Problem details: Lines holding the word "valued" must be located in the listing below and copied.

Records shown:
....

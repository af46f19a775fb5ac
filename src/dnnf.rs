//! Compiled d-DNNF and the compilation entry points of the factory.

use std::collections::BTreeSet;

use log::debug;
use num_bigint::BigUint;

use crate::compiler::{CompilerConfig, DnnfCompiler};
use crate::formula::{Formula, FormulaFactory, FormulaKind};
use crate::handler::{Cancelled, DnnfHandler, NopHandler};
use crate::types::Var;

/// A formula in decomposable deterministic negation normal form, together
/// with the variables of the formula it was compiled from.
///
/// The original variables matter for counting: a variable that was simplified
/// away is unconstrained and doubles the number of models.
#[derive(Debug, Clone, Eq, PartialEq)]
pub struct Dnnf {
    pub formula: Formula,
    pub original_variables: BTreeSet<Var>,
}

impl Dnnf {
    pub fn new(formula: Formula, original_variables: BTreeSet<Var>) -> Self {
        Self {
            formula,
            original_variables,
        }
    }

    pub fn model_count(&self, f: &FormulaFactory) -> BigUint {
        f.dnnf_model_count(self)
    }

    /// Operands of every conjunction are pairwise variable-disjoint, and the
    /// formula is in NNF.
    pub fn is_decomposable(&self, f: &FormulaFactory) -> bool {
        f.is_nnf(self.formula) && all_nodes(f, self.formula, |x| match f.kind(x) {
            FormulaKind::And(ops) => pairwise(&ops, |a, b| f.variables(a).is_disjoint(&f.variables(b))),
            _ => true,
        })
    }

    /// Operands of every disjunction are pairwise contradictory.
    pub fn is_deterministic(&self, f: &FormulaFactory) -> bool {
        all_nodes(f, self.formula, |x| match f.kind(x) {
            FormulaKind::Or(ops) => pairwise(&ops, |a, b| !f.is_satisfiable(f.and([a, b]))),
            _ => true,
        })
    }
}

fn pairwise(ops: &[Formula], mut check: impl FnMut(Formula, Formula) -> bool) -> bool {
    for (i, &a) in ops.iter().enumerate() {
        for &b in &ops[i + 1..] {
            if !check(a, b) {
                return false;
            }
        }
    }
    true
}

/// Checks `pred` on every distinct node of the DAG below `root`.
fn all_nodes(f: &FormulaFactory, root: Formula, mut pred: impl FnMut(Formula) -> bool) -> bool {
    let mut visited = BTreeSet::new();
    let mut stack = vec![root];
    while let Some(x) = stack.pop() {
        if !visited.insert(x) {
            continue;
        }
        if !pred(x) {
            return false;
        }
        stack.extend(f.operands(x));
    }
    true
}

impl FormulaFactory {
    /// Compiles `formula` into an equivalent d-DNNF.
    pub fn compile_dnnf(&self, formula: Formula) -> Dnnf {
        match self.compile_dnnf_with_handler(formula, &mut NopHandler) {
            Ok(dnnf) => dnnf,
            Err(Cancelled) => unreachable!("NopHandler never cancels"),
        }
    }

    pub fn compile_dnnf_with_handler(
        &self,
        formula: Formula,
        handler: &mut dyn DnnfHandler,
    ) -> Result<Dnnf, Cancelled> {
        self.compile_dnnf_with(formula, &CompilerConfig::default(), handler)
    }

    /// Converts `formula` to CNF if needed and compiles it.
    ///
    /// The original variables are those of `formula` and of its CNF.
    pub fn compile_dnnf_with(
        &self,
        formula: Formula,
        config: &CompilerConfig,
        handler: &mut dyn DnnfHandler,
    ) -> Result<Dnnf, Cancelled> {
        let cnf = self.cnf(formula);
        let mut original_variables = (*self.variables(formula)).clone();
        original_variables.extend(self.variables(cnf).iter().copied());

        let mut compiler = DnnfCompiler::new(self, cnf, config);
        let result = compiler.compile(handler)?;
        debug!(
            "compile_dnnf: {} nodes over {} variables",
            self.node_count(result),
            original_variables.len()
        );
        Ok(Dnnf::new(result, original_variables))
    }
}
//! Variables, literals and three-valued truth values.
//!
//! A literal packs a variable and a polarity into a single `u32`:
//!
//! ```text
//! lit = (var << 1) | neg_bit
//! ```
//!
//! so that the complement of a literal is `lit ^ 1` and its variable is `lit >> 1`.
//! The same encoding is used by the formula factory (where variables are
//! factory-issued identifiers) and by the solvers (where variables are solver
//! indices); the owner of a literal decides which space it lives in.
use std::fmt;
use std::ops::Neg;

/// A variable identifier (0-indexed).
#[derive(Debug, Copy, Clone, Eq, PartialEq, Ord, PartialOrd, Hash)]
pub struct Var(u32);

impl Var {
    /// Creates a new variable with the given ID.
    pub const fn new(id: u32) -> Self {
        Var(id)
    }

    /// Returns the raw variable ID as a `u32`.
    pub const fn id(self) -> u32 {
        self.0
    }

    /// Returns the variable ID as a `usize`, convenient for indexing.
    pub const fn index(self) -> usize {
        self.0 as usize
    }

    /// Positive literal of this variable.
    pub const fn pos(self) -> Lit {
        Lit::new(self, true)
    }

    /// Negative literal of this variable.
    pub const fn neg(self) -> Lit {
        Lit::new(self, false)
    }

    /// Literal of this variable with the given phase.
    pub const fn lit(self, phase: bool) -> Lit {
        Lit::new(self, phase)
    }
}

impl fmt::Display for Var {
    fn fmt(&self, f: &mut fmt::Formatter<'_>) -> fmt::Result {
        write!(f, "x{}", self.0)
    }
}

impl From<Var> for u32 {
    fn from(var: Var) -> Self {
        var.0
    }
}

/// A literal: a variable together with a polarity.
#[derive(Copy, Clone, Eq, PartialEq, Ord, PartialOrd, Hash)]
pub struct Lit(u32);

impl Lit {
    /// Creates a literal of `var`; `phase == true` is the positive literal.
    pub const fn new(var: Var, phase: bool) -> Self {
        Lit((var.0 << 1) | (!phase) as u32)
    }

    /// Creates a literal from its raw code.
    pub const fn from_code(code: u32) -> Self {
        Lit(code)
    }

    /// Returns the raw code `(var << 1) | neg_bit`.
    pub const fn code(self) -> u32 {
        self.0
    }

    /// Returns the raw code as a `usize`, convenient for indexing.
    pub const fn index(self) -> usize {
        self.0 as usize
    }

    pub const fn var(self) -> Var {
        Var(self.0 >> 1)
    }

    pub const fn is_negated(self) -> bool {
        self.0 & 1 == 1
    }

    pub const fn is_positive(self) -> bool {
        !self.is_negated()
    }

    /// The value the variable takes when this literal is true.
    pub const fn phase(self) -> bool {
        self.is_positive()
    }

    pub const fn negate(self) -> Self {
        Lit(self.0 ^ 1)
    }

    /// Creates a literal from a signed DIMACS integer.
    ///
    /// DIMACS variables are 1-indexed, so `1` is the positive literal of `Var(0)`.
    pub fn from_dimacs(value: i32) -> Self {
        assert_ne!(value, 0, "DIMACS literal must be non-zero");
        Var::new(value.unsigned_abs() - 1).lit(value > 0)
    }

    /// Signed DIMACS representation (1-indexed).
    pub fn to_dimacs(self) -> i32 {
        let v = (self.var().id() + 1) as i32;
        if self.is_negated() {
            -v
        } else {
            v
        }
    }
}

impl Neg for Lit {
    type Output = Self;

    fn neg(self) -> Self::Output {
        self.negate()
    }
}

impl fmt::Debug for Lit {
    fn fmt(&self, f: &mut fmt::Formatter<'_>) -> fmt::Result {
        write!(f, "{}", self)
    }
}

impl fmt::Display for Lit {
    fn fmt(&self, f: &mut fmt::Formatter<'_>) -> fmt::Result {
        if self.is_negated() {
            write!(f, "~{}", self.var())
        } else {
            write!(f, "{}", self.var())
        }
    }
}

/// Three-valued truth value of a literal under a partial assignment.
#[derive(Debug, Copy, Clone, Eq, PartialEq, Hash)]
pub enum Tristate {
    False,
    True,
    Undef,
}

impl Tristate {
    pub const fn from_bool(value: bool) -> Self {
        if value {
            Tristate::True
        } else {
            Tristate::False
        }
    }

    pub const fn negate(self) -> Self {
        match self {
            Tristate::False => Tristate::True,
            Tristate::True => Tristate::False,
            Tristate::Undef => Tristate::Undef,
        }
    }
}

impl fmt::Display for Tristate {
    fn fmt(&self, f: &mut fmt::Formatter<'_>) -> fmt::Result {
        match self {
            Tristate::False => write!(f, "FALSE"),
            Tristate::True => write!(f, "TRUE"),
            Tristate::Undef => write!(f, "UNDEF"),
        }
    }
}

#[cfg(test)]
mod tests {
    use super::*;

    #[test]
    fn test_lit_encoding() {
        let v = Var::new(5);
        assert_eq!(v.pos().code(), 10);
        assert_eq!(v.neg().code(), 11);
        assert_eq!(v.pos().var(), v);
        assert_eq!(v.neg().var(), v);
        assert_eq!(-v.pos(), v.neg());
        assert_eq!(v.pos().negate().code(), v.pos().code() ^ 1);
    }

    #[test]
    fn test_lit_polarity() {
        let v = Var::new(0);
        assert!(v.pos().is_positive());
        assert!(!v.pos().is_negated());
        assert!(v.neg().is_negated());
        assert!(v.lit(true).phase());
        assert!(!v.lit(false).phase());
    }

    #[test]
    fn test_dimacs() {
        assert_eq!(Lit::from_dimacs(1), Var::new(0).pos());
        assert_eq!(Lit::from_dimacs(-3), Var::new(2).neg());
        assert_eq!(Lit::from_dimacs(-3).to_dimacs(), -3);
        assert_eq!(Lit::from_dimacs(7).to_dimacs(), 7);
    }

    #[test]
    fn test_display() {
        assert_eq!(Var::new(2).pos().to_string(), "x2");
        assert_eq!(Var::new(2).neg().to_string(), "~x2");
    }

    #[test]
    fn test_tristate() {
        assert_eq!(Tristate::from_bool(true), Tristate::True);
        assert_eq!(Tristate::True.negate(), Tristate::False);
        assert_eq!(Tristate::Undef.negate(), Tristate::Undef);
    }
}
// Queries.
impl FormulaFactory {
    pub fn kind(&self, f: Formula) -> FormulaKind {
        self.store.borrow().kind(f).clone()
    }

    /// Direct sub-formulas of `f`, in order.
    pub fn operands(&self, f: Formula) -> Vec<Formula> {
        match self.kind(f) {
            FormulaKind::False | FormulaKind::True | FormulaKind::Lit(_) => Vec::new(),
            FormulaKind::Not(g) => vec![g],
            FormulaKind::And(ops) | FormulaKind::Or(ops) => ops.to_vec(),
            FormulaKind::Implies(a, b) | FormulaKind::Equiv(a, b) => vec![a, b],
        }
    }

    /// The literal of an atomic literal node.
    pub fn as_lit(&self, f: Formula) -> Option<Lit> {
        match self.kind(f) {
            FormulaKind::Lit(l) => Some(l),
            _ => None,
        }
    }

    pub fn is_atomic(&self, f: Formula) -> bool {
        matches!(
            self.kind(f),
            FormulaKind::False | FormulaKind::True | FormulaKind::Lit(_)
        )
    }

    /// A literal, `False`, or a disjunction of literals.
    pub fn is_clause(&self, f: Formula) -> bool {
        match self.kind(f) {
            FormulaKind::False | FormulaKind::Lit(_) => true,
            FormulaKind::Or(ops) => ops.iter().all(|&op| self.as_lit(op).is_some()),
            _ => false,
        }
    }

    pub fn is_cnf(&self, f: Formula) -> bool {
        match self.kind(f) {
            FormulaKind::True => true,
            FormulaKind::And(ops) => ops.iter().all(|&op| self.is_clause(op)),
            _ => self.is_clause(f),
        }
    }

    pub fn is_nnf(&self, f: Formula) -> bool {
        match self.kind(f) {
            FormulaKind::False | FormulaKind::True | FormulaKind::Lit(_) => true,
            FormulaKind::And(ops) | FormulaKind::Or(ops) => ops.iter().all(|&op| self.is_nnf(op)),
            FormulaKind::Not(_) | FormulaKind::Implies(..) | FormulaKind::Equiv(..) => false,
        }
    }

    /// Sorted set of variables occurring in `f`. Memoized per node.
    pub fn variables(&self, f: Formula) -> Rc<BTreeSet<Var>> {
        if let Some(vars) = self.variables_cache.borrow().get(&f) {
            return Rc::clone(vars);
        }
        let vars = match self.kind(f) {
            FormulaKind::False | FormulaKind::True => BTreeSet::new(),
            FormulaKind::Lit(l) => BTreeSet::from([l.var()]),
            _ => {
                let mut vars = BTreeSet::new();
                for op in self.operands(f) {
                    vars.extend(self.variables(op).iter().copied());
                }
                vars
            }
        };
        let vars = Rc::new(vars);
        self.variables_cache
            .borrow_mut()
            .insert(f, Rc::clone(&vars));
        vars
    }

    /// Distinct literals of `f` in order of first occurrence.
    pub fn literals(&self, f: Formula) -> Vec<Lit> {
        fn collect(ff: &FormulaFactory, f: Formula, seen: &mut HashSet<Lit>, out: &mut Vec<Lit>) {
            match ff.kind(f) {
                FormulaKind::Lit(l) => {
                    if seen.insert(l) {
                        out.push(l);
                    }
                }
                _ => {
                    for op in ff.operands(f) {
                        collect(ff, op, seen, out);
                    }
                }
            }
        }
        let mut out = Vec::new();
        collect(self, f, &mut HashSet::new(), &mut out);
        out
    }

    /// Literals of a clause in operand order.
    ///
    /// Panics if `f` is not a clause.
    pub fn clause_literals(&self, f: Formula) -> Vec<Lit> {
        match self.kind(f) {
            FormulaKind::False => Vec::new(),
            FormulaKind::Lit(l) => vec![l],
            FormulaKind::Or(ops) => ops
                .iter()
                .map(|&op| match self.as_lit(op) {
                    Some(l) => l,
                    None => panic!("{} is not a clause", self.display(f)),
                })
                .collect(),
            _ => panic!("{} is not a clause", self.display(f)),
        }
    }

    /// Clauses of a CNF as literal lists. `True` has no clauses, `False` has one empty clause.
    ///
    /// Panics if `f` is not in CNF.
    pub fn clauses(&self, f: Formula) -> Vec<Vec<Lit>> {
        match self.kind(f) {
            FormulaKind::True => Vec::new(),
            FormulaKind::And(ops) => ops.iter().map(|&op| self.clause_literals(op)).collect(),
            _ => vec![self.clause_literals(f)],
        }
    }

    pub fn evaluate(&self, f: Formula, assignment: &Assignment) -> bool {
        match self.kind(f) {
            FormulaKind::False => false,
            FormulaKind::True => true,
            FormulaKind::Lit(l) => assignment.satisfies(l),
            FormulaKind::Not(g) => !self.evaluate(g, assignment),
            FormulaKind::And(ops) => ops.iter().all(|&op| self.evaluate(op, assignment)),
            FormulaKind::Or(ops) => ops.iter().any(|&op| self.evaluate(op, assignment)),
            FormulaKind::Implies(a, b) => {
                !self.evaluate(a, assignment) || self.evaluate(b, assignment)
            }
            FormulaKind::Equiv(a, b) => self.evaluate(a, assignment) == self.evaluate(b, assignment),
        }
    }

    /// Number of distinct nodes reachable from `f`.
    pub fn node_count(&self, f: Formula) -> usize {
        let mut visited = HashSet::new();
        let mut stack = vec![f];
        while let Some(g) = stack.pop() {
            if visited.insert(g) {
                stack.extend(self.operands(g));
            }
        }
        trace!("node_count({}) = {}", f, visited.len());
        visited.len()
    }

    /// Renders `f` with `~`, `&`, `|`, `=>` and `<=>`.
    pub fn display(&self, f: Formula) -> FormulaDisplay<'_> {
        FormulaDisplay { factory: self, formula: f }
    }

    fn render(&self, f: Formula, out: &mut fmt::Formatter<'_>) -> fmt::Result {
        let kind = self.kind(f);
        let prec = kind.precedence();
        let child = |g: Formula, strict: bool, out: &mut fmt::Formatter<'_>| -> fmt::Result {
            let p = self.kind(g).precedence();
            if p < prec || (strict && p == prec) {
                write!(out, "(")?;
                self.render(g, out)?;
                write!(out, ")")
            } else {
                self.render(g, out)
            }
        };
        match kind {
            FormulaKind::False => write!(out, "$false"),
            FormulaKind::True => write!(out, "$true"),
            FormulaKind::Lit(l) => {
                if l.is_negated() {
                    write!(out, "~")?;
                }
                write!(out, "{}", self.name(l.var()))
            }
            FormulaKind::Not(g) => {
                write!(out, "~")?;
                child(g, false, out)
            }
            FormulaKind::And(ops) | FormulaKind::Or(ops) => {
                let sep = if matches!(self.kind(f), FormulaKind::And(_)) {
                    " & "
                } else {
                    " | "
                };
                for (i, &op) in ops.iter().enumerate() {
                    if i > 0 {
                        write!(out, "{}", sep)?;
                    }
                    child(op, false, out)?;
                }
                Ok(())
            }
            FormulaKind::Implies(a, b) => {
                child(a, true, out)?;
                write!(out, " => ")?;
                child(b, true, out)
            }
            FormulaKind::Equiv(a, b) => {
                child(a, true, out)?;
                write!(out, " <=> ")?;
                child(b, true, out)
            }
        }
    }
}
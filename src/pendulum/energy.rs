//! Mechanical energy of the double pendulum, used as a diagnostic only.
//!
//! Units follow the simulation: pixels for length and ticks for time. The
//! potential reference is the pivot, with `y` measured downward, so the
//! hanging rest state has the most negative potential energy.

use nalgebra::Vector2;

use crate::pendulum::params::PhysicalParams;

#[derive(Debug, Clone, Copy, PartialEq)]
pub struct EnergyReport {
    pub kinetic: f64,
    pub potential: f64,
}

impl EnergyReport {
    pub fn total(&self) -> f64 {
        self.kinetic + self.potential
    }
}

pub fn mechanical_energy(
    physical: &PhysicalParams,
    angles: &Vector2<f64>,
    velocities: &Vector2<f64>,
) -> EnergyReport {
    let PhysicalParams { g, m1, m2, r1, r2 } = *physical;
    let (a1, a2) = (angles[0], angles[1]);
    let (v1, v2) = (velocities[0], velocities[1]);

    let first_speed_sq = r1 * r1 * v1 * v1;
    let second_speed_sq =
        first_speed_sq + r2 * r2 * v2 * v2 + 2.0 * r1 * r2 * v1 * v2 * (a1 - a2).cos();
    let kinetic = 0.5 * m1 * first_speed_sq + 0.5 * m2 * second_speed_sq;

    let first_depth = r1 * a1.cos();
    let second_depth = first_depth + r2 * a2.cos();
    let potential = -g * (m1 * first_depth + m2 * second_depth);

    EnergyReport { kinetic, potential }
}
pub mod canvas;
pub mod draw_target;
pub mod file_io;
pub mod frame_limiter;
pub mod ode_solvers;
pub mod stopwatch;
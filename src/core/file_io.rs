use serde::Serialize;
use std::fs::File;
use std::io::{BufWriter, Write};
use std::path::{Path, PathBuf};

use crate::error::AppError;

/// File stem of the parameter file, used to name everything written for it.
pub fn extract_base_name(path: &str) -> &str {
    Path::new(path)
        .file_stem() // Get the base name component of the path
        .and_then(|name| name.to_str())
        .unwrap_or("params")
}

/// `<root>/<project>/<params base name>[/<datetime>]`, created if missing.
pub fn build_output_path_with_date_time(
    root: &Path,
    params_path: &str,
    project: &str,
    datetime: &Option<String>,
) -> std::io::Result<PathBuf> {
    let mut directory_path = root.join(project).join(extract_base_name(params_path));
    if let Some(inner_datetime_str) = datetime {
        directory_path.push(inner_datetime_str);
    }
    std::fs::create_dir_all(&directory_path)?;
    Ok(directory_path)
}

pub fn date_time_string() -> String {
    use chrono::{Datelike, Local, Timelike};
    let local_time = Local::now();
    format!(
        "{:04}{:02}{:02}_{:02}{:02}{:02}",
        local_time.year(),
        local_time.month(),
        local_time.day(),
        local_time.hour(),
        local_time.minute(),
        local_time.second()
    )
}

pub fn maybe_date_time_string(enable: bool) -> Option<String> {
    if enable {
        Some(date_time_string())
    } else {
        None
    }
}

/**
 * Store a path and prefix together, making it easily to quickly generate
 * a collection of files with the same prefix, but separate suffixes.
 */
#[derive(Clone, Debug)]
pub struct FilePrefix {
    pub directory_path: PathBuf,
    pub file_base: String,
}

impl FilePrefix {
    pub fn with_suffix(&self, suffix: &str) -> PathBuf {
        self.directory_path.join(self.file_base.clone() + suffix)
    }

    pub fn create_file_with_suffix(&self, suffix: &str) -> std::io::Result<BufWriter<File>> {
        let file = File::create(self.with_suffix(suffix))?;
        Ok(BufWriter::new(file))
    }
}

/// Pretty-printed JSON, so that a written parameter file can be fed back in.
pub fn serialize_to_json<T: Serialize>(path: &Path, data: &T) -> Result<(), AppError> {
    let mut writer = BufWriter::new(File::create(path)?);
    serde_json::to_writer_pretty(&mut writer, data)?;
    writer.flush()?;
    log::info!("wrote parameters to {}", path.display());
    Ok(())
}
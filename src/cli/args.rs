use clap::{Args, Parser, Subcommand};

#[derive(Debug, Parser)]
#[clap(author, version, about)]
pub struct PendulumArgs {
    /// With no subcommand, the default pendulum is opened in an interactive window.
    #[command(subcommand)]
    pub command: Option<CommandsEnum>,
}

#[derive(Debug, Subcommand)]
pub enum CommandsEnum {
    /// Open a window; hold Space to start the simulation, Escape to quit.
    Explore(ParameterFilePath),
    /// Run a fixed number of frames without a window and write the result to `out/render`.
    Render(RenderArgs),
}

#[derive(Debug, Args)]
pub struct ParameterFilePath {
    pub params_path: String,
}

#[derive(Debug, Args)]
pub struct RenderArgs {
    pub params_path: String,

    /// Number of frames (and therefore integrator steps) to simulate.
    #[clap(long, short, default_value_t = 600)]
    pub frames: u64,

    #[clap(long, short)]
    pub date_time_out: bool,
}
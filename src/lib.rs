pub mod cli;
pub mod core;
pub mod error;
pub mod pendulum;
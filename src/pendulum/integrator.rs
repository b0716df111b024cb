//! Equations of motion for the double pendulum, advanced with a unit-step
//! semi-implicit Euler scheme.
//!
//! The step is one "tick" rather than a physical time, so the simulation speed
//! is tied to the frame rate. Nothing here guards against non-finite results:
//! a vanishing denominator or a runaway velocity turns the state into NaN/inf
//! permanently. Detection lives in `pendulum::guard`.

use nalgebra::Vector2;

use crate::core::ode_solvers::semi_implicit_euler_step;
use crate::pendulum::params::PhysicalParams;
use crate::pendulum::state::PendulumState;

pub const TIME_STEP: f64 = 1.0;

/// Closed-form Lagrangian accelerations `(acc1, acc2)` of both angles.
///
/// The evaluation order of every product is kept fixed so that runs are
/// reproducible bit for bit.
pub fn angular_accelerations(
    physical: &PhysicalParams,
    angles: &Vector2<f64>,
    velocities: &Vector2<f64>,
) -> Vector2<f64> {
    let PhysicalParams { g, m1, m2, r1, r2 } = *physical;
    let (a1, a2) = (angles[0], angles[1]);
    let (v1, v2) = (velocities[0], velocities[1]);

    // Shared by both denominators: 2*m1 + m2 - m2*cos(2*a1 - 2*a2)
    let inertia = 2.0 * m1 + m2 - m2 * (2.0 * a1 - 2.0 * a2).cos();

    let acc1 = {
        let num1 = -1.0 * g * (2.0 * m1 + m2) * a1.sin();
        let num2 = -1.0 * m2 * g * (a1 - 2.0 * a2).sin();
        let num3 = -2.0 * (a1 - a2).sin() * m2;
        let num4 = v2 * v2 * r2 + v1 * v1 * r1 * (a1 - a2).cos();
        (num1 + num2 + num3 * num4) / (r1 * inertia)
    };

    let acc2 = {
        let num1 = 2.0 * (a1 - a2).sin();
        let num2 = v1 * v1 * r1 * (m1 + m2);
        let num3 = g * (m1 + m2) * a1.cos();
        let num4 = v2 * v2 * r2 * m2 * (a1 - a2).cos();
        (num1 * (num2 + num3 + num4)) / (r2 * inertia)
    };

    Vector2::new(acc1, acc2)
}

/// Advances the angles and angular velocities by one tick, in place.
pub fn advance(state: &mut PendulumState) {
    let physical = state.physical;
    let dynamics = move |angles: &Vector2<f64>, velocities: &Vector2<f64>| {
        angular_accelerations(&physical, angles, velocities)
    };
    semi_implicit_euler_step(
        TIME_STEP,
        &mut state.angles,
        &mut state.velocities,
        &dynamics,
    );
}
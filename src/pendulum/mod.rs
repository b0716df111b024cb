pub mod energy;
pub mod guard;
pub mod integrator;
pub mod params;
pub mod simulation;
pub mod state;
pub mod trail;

....

Result of this exercise:
//! Variables, literals and three-valued truth values.
/// Three-valued truth value of a literal under a partial assignment.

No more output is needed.